Keluhan ini justru mengancam sekaligus memberikan hikmah kepada Yusuf tentang penolakannya untuk berzina, makna lainnya adalah untuk menyelamatkan Yusuf dari hukuman terberat yang akan diterimanya, sekaligus sebagai bentuk Zali> terkesiap. cinta untuknya. Di bawah ini penjelasan mengenai ideologi atau pesan tersembunyi yang terkandung dalam cerita tersebut. Pertama, Sabar, teks cerita ini tidak menampilkan adanya protes atau keluhan para Ju>sufi terhadap cobaan apapun.
Saran
Al-Alu>si>, Abi> al-Fadl Syiha>buddi>n al-Sayyid Mahmu>d. Membaca Bahaya: Pelecehan Seksual, Harapan dan Perlindungan Diri, dalam Marianne Hester (ed.) "Kekerasan perempuan dan kekuasaan laki-laki: aktivisme, penelitian dan praktik feminis". Qis}s}ah Yu>suf fi al-Qur'a>n: Dira>h Tah}li>liyyah Tarki>biyyah Sardiyyah li Greimas, skripsi pada Fakultas Adab UIN Sunan Kalijaga, Yogyakarta, 2001.
Dynamics of a stressful encounter: Cognitive appraisal, coping, and encounter outcome” i Journal of Personal and Social Psychology.
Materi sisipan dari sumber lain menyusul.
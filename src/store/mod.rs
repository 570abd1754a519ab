//! Relational table access.
//!
//! Rows travel as JSON objects keyed by snake_case column names. Two
//! backends implement [`RowStore`]: Postgres through `sqlx` and an
//! in-process table set used for development runs and tests.

mod memory;
mod pg;

use std::cmp::Ordering;
use std::fmt;
use std::str::FromStr;

use async_trait::async_trait;
use chrono::DateTime;
use once_cell::sync::Lazy;
use regex::Regex;
use serde_json::{Map, Value};
use thiserror::Error;

pub use memory::MemoryRowStore;
pub use pg::PgRowStore;

pub type Row = Map<String, Value>;

#[derive(Debug, Error)]
pub enum StoreError {
    #[error("database error: {0}")]
    Database(String),
    #[error("duplicate value for unique column `{column}`")]
    UniqueViolation { column: String },
    #[error("unsupported query operator `{0}`")]
    UnsupportedOperator(String),
    #[error("invalid identifier `{0}`")]
    InvalidIdentifier(String),
    #[error("serialization error: {0}")]
    Serialization(String),
}

impl From<sqlx::Error> for StoreError {
    fn from(err: sqlx::Error) -> Self {
        StoreError::Database(err.to_string())
    }
}

impl From<serde_json::Error> for StoreError {
    fn from(err: serde_json::Error) -> Self {
        StoreError::Serialization(err.to_string())
    }
}

#[derive(Debug, Clone, Copy, PartialEq, Eq)]
pub enum Operator {
    Eq,
    In,
    Gt,
    Lt,
}

impl FromStr for Operator {
    type Err = StoreError;

    fn from_str(s: &str) -> Result<Self, Self::Err> {
        match s {
            "==" => Ok(Operator::Eq),
            "in" => Ok(Operator::In),
            ">" => Ok(Operator::Gt),
            "<" => Ok(Operator::Lt),
            other => Err(StoreError::UnsupportedOperator(other.to_string())),
        }
    }
}

#[derive(Debug, Clone, Copy, PartialEq, Eq)]
pub enum Direction {
    Asc,
    Desc,
}

impl fmt::Display for Direction {
    fn fmt(&self, f: &mut fmt::Formatter<'_>) -> fmt::Result {
        match self {
            Direction::Asc => f.write_str("ASC"),
            Direction::Desc => f.write_str("DESC"),
        }
    }
}

#[derive(Debug, Clone, PartialEq)]
pub struct Filter {
    pub column: String,
    pub op: Operator,
    pub value: Value,
}

/// Inclusive window of row positions. `to == None` reads to the end.
#[derive(Debug, Clone, Copy, PartialEq, Eq)]
pub struct RowRange {
    pub from: u64,
    pub to: Option<u64>,
}

impl RowRange {
    pub fn limit(&self) -> Option<u64> {
        self.to.map(|to| to.saturating_sub(self.from) + 1)
    }
}

#[derive(Debug, Clone, PartialEq)]
pub struct RowQuery {
    pub table: String,
    pub filters: Vec<Filter>,
    pub order: Option<(String, Direction)>,
    pub range: Option<RowRange>,
}

impl RowQuery {
    pub fn new<S: Into<String>>(table: S) -> Self {
        Self {
            table: table.into(),
            filters: Vec::new(),
            order: None,
            range: None,
        }
    }

    pub fn by_id(table: &str, id: &str) -> Self {
        let mut query = Self::new(table);
        query.filters.push(Filter {
            column: "id".to_string(),
            op: Operator::Eq,
            value: Value::String(id.to_string()),
        });
        query.range = Some(RowRange { from: 0, to: Some(0) });
        query
    }
}

#[async_trait]
pub trait RowStore: Send + Sync {
    async fn select(&self, query: &RowQuery) -> Result<Vec<Row>, StoreError>;

    /// Inserts one row and returns its `id`.
    async fn insert(&self, table: &str, row: Row) -> Result<String, StoreError>;

    /// Applies `changes` to the row with the given id; `false` when no such row.
    async fn update(&self, table: &str, id: &str, changes: Row) -> Result<bool, StoreError>;

    async fn count(&self, table: &str) -> Result<u64, StoreError>;
}

static IDENTIFIER: Lazy<Regex> = Lazy::new(|| Regex::new(r"^[a-z_][a-z0-9_]*$").unwrap());

pub fn check_identifier(name: &str) -> Result<&str, StoreError> {
    if IDENTIFIER.is_match(name) {
        Ok(name)
    } else {
        Err(StoreError::InvalidIdentifier(name.to_string()))
    }
}

/// Rank of a JSON kind in Postgres' jsonb ordering:
/// null < string < number < boolean < array < object.
fn kind_rank(value: &Value) -> u8 {
    match value {
        Value::Null => 0,
        Value::String(_) => 1,
        Value::Number(_) => 2,
        Value::Bool(_) => 3,
        Value::Array(_) => 4,
        Value::Object(_) => 5,
    }
}

/// Total order over JSON values that agrees with jsonb comparisons.
/// Strings that are both RFC 3339 timestamps compare as instants, since
/// chrono writes a varying number of fractional digits.
pub(crate) fn compare_values(a: &Value, b: &Value) -> Ordering {
    match (a, b) {
        (Value::Number(a), Value::Number(b)) => match (a.as_f64(), b.as_f64()) {
            (Some(a), Some(b)) => a.partial_cmp(&b).unwrap_or(Ordering::Equal),
            _ => Ordering::Equal,
        },
        (Value::String(a), Value::String(b)) => {
            match (DateTime::parse_from_rfc3339(a), DateTime::parse_from_rfc3339(b)) {
                (Ok(a), Ok(b)) => a.cmp(&b),
                _ => a.cmp(b),
            }
        }
        (Value::Bool(a), Value::Bool(b)) => a.cmp(b),
        _ => kind_rank(a).cmp(&kind_rank(b)),
    }
}

#[cfg(test)]
mod tests {
    use super::*;
    use serde_json::json;

    #[test]
    fn known_operators_parse() {
        assert_eq!("==".parse::<Operator>().unwrap(), Operator::Eq);
        assert_eq!("in".parse::<Operator>().unwrap(), Operator::In);
        assert_eq!(">".parse::<Operator>().unwrap(), Operator::Gt);
        assert_eq!("<".parse::<Operator>().unwrap(), Operator::Lt);
    }

    #[test]
    fn unknown_operators_are_rejected() {
        for op in ["!=", ">=", "array-contains", ""] {
            assert!(matches!(
                op.parse::<Operator>(),
                Err(StoreError::UnsupportedOperator(_))
            ));
        }
    }

    #[test]
    fn identifiers_are_restricted() {
        assert!(check_identifier("data_inicio").is_ok());
        assert!(check_identifier("usuarios").is_ok());
        assert!(check_identifier("Usuarios").is_err());
        assert!(check_identifier("id; DROP TABLE usuarios").is_err());
        assert!(check_identifier("1col").is_err());
    }

    #[test]
    fn range_limit_is_inclusive() {
        assert_eq!(RowRange { from: 10, to: Some(19) }.limit(), Some(10));
        assert_eq!(RowRange { from: 0, to: Some(0) }.limit(), Some(1));
        assert_eq!(RowRange { from: 5, to: None }.limit(), None);
    }

    #[test]
    fn values_compare_like_jsonb() {
        assert_eq!(compare_values(&json!(2), &json!(10)), Ordering::Less);
        assert_eq!(
            compare_values(&json!("2024-02-01"), &json!("2024-01-31")),
            Ordering::Greater
        );
        assert_eq!(compare_values(&json!("1"), &json!(1)), Ordering::Less);
        assert_eq!(compare_values(&json!(null), &json!("a")), Ordering::Less);
        assert_eq!(compare_values(&json!(true), &json!(99)), Ordering::Greater);
    }

    #[test]
    fn timestamps_compare_as_instants() {
        assert_eq!(
            compare_values(
                &json!("2025-02-19T21:20:00.100500Z"),
                &json!("2025-02-19T21:20:00.100Z")
            ),
            Ordering::Greater
        );
        assert_eq!(
            compare_values(
                &json!("2025-02-19T21:20:00Z"),
                &json!("2025-02-19T18:20:00.000001-03:00")
            ),
            Ordering::Less
        );
    }
}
Al-Su>yu>ti, Al-Ima>n Jalalu>ddin Abdurrahama>n bin Abi> Bakr. Al-Ruwah al-Muna>miyyah fi Surah Yu>suf: Dira>sa>h Tah}li>liyyah Lugha>wiyyah Sikulujiyyah, afhandling ved Adab UIN-fakultetet Sunan Kalijaga, Yogyakarta, 1997.
Al-Wa>hidi>, Abu> Hasan 'Ali bin Ahmad bin Muhammad bin 'Ali. Peran Konteks, Budaya, dan Ideologi dalam Semiotika” dalam Panuti Sudjiman dan Aart van Zoest, Semua tentang semiotika. Kisah Nabi Musa dan Samiri dalam Al-Qur'an (Studi Banding Tafsir Al-Alusi dan Sayyid Qutb) TESIS.